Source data
═══

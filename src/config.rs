//! Engine configuration, recognized from the environment.
//!
//! The core has no CLI surface of its own (that's the out-of-scope adapter
//! layer's job), so this mirrors the teacher's `args.rs` in spirit — small
//! and direct — but reads from the environment rather than `clap`, since
//! there's no process entrypoint here to parse argv for.

use std::env;

/// Maximum chunk size allowed by the on-disk format (3-byte LE field).
pub const MAX_CHUNK_SIZE: u32 = (1 << 24) - 1;

#[derive(Debug, Clone, PartialEq, Eq)]
pub struct Config {
    pub chunk_size: u32,
    pub data_slice_count: u8,
    pub parity_slice_count: u8,
    pub instance_identity_path: String,
    pub mount_root: String,
    pub verify_batch_size: usize,
}

impl Default for Config {
    fn default() -> Self {
        Config {
            chunk_size: 16384,
            data_slice_count: 4,
            parity_slice_count: 2,
            instance_identity_path: "/var/lib/strubs/identity".to_string(),
            mount_root: "/run/strubs/mounts".to_string(),
            verify_batch_size: 16,
        }
    }
}

impl Config {
    /// Build a `Config` from the documented environment variables, falling
    /// back to `Default::default()` for anything unset or unparseable.
    pub fn from_env() -> Self {
        let defaults = Config::default();
        Config {
            chunk_size: env_parsed("STRUBS_CHUNK_SIZE").unwrap_or(defaults.chunk_size),
            data_slice_count: env_parsed("STRUBS_DATA_SLICES").unwrap_or(defaults.data_slice_count),
            parity_slice_count: env_parsed("STRUBS_PARITY_SLICES")
                .unwrap_or(defaults.parity_slice_count),
            instance_identity_path: env::var("STRUBS_INSTANCE_IDENTITY_PATH")
                .unwrap_or(defaults.instance_identity_path),
            mount_root: env::var("STRUBS_MOUNT_ROOT").unwrap_or(defaults.mount_root),
            verify_batch_size: env_parsed("STRUBS_VERIFY_BATCH_SIZE")
                .unwrap_or(defaults.verify_batch_size),
        }
    }

    /// Validate the invariants spec.md §3/§6 place on the configuration.
    pub fn validate(&self) -> Result<(), ConfigError> {
        if self.chunk_size > MAX_CHUNK_SIZE {
            return Err(ConfigError::ChunkSizeTooLarge(self.chunk_size));
        }
        if self.data_slice_count == 0 {
            return Err(ConfigError::NoDataSlices);
        }
        Ok(())
    }
}

fn env_parsed<T: std::str::FromStr>(key: &str) -> Option<T> {
    env::var(key).ok().and_then(|v| v.parse().ok())
}

#[derive(Debug, thiserror::Error, PartialEq, Eq)]
pub enum ConfigError {
    #[error("chunk_size {0} exceeds the maximum of {MAX_CHUNK_SIZE}")]
    ChunkSizeTooLarge(u32),
    #[error("data_slice_count must be at least 1")]
    NoDataSlices,
}

#[cfg(test)]
mod tests {
    use super::*;

    #[test]
    fn defaults_match_spec() {
        let cfg = Config::default();
        assert_eq!(cfg.chunk_size, 16384);
        assert_eq!(cfg.data_slice_count, 4);
        assert_eq!(cfg.parity_slice_count, 2);
        assert_eq!(cfg.verify_batch_size, 16);
        assert!(cfg.validate().is_ok());
    }

    #[test]
    fn rejects_oversized_chunk() {
        let mut cfg = Config::default();
        cfg.chunk_size = MAX_CHUNK_SIZE + 1;
        assert_eq!(cfg.validate(), Err(ConfigError::ChunkSizeTooLarge(cfg.chunk_size)));
    }
}
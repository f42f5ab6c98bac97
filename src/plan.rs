//! Pure derivation of slice/chunk layout from `(fileSize, chunkSize, D, P)`.
//!
//! A `Plan` is purely a function of its four inputs (spec §3 invariant) — no
//! I/O, no randomness, nothing volume-related. The Planner (`planner.rs`)
//! layers volume selection on top of this.

use crate::format::{ceil_div, round_up_to_8, CHUNK_HEADER_SIZE, FILE_HEADER_SIZE};

/// The three chunk-set regions a slice is divided into, in file order.
#[derive(Debug, Clone, Copy, PartialEq, Eq)]
pub enum ChunkSetRegion {
    Start,
    Standard,
    End,
}

/// Layout of one object's slices, derived once per write/read and otherwise
/// immutable.
#[derive(Debug, Clone, Copy, PartialEq, Eq)]
pub struct Plan {
    pub file_size: u64,
    pub chunk_size: u32,
    pub data_slice_count: u8,
    pub parity_slice_count: u8,

    /// Payload size of the (always-present) start chunk, per data slice.
    pub start_chunk_data_size: u64,
    /// Payload size of every standard (interior) chunk, per data slice.
    pub standard_chunk_data_size: u64,
    /// Number of whole standard chunk sets between the start and end sets.
    pub standard_chunk_count_per_slice: u64,
    /// Payload size of the (always-present) end chunk, per data slice.
    pub end_chunk_data_size: u64,

    /// Reserved on-disk capacity for a single slice file (used for
    /// `Volume::reserveSpace`, not the literal chunk layout below it).
    pub slice_size: u64,
}

impl Plan {
    /// Build the plan for a given file size against a fixed chunk size and
    /// slice counts. `chunk_size` must leave room for at least one byte of
    /// start-chunk payload per data slice (`chunk_size > CHUNK_HEADER_SIZE +
    /// FILE_HEADER_SIZE`), which every sane configuration satisfies.
    pub fn build(file_size: u64, chunk_size: u32, data_slice_count: u8, parity_slice_count: u8) -> Plan {
        assert!(data_slice_count >= 1, "data_slice_count must be at least 1");
        let d = data_slice_count as u64;

        let standard_chunk_data_size = chunk_size as u64 - CHUNK_HEADER_SIZE;
        let start_budget = standard_chunk_data_size.saturating_sub(FILE_HEADER_SIZE);
        let per_slice_share = file_size / d;
        let start_chunk_data_size = round_up_to_8(start_budget.min(per_slice_share).max(1));

        let standard_chunk_set_offset = start_chunk_data_size * d;
        let remaining = file_size.saturating_sub(standard_chunk_set_offset);

        let standard_chunk_set_bytes = standard_chunk_data_size * d;
        let (standard_chunk_count_per_slice, standard_bytes_used) = if standard_chunk_set_bytes > 0 {
            let count = remaining / standard_chunk_set_bytes;
            (count, count * standard_chunk_set_bytes)
        } else {
            (0, 0)
        };

        let end_remaining = remaining - standard_bytes_used;
        let end_chunk_data_size = round_up_to_8(ceil_div(end_remaining, d));

        let slice_size = FILE_HEADER_SIZE
            + ceil_div(file_size, d)
            + CHUNK_HEADER_SIZE * (1 + standard_chunk_count_per_slice + 1);

        Plan {
            file_size,
            chunk_size,
            data_slice_count,
            parity_slice_count,
            start_chunk_data_size,
            standard_chunk_data_size,
            standard_chunk_count_per_slice,
            end_chunk_data_size,
            slice_size,
        }
    }

    pub fn total_slice_count(&self) -> usize {
        self.data_slice_count as usize + self.parity_slice_count as usize
    }

    /// Total number of chunk sets (start + standard + end) in this plan.
    pub fn chunk_set_count(&self) -> u64 {
        2 + self.standard_chunk_count_per_slice
    }

    /// Which region a chunk-set index (0-based, start set first) falls in.
    pub fn region_for_chunk_set(&self, chunk_set_index: u64) -> ChunkSetRegion {
        if chunk_set_index == 0 {
            ChunkSetRegion::Start
        } else if chunk_set_index <= self.standard_chunk_count_per_slice {
            ChunkSetRegion::Standard
        } else {
            ChunkSetRegion::End
        }
    }

    /// Per-data-slice payload size of a chunk in the given region.
    pub fn chunk_data_size(&self, region: ChunkSetRegion) -> u64 {
        match region {
            ChunkSetRegion::Start => self.start_chunk_data_size,
            ChunkSetRegion::Standard => self.standard_chunk_data_size,
            ChunkSetRegion::End => self.end_chunk_data_size,
        }
    }

    /// The left (byte) boundary, within a single data slice's plaintext
    /// stream, of the given region.
    pub fn region_left_offset(&self, region: ChunkSetRegion) -> u64 {
        match region {
            ChunkSetRegion::Start => 0,
            ChunkSetRegion::Standard => self.start_chunk_data_size,
            ChunkSetRegion::End => {
                self.start_chunk_data_size
                    + self.standard_chunk_count_per_slice * self.standard_chunk_data_size
            }
        }
    }

    /// Byte offset, within a single slice *file* (header included), where
    /// the given chunk set's record begins.
    pub fn chunk_set_file_offset(&self, chunk_set_index: u64) -> u64 {
        let mut offset = FILE_HEADER_SIZE;
        if chunk_set_index == 0 {
            return offset;
        }
        offset += CHUNK_HEADER_SIZE + self.start_chunk_data_size;
        let standard_index = (chunk_set_index - 1).min(self.standard_chunk_count_per_slice);
        offset += standard_index * (CHUNK_HEADER_SIZE + self.standard_chunk_data_size);
        offset
    }

    /// Which chunk-set region (and chunk-set index within it) a byte offset
    /// into the plaintext data stream (per data slice) falls into.
    pub fn locate(&self, data_slice_offset: u64) -> (ChunkSetRegion, u64) {
        if data_slice_offset < self.start_chunk_data_size {
            return (ChunkSetRegion::Start, 0);
        }
        let after_start = data_slice_offset - self.start_chunk_data_size;
        if self.standard_chunk_data_size > 0 {
            let standard_index = after_start / self.standard_chunk_data_size;
            if standard_index < self.standard_chunk_count_per_slice {
                return (ChunkSetRegion::Standard, 1 + standard_index);
            }
        }
        (ChunkSetRegion::End, 1 + self.standard_chunk_count_per_slice)
    }

    /// Maps a whole-object byte offset to the chunk set that holds it and
    /// the position within that chunk set: `(region, chunk_set_index,
    /// slice_within_set, offset_in_chunk)`. The object's bytes are ordered
    /// chunk-set-major, slice-minor — data slice 0's chunk, then slice 1's,
    /// ... for chunk set 0, then chunk set 1, and so on (the order the
    /// Writer fills and the Reader walks in direct-read mode).
    pub fn locate_global(&self, global_offset: u64) -> (ChunkSetRegion, u64, usize, u64) {
        let d = self.data_slice_count as u64;
        let start_block = self.start_chunk_data_size * d;

        let (region, chunk_set_index, remainder) = if global_offset < start_block {
            (ChunkSetRegion::Start, 0, global_offset)
        } else {
            let after_start = global_offset - start_block;
            let standard_block = self.standard_chunk_data_size * d;
            if standard_block > 0 {
                let standard_index = after_start / standard_block;
                if standard_index < self.standard_chunk_count_per_slice {
                    (ChunkSetRegion::Standard, 1 + standard_index, after_start % standard_block)
                } else {
                    let consumed = self.standard_chunk_count_per_slice * standard_block;
                    (
                        ChunkSetRegion::End,
                        1 + self.standard_chunk_count_per_slice,
                        after_start - consumed,
                    )
                }
            } else {
                (ChunkSetRegion::End, 1 + self.standard_chunk_count_per_slice, after_start)
            }
        };

        let chunk_data_size = self.chunk_data_size(region);
        let (slice_within_set, offset_in_chunk) = if chunk_data_size > 0 {
            ((remainder / chunk_data_size) as usize, remainder % chunk_data_size)
        } else {
            (0, 0)
        };
        (region, chunk_set_index, slice_within_set, offset_in_chunk)
    }

    /// The whole-object byte offset at which `chunk_set_index` begins.
    pub fn chunk_set_global_offset(&self, chunk_set_index: u64) -> u64 {
        let d = self.data_slice_count as u64;
        if chunk_set_index == 0 {
            return 0;
        }
        let start_block = self.start_chunk_data_size * d;
        let standard_block = self.standard_chunk_data_size * d;
        let standard_index = (chunk_set_index - 1).min(self.standard_chunk_count_per_slice);
        start_block + standard_index * standard_block
    }
}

═══

Repeat verbatim the opening run of entries, ending with the line that contains "environment variables, falling".

filename src/config.rs
//! Engine configuration, recognized from the environment.
//!
//! The core has no CLI surface of its own (that's the out-of-scope adapter
//! layer's job), so this mirrors the teacher's `args.rs` in spirit — small
//! and direct — but reads from the environment rather than `clap`, since
//! there's no process entrypoint here to parse argv for.

use std::env;

/// Maximum chunk size allowed by the on-disk format (3-byte LE field).
pub const MAX_CHUNK_SIZE: u32 = (1 << 24) - 1;

#[derive(Debug, Clone, PartialEq, Eq)]
pub struct Config {
    pub chunk_size: u32,
    pub data_slice_count: u8,
    pub parity_slice_count: u8,
    pub instance_identity_path: String,
    pub mount_root: String,
    pub verify_batch_size: usize,
}

impl Default for Config {
    fn default() -> Self {
        Config {
            chunk_size: 16384,
            data_slice_count: 4,
            parity_slice_count: 2,
            instance_identity_path: "/var/lib/strubs/identity".to_string(),
            mount_root: "/run/strubs/mounts".to_string(),
            verify_batch_size: 16,
        }
    }
}

impl Config {
    /// Build a `Config` from the documented environment variables, falling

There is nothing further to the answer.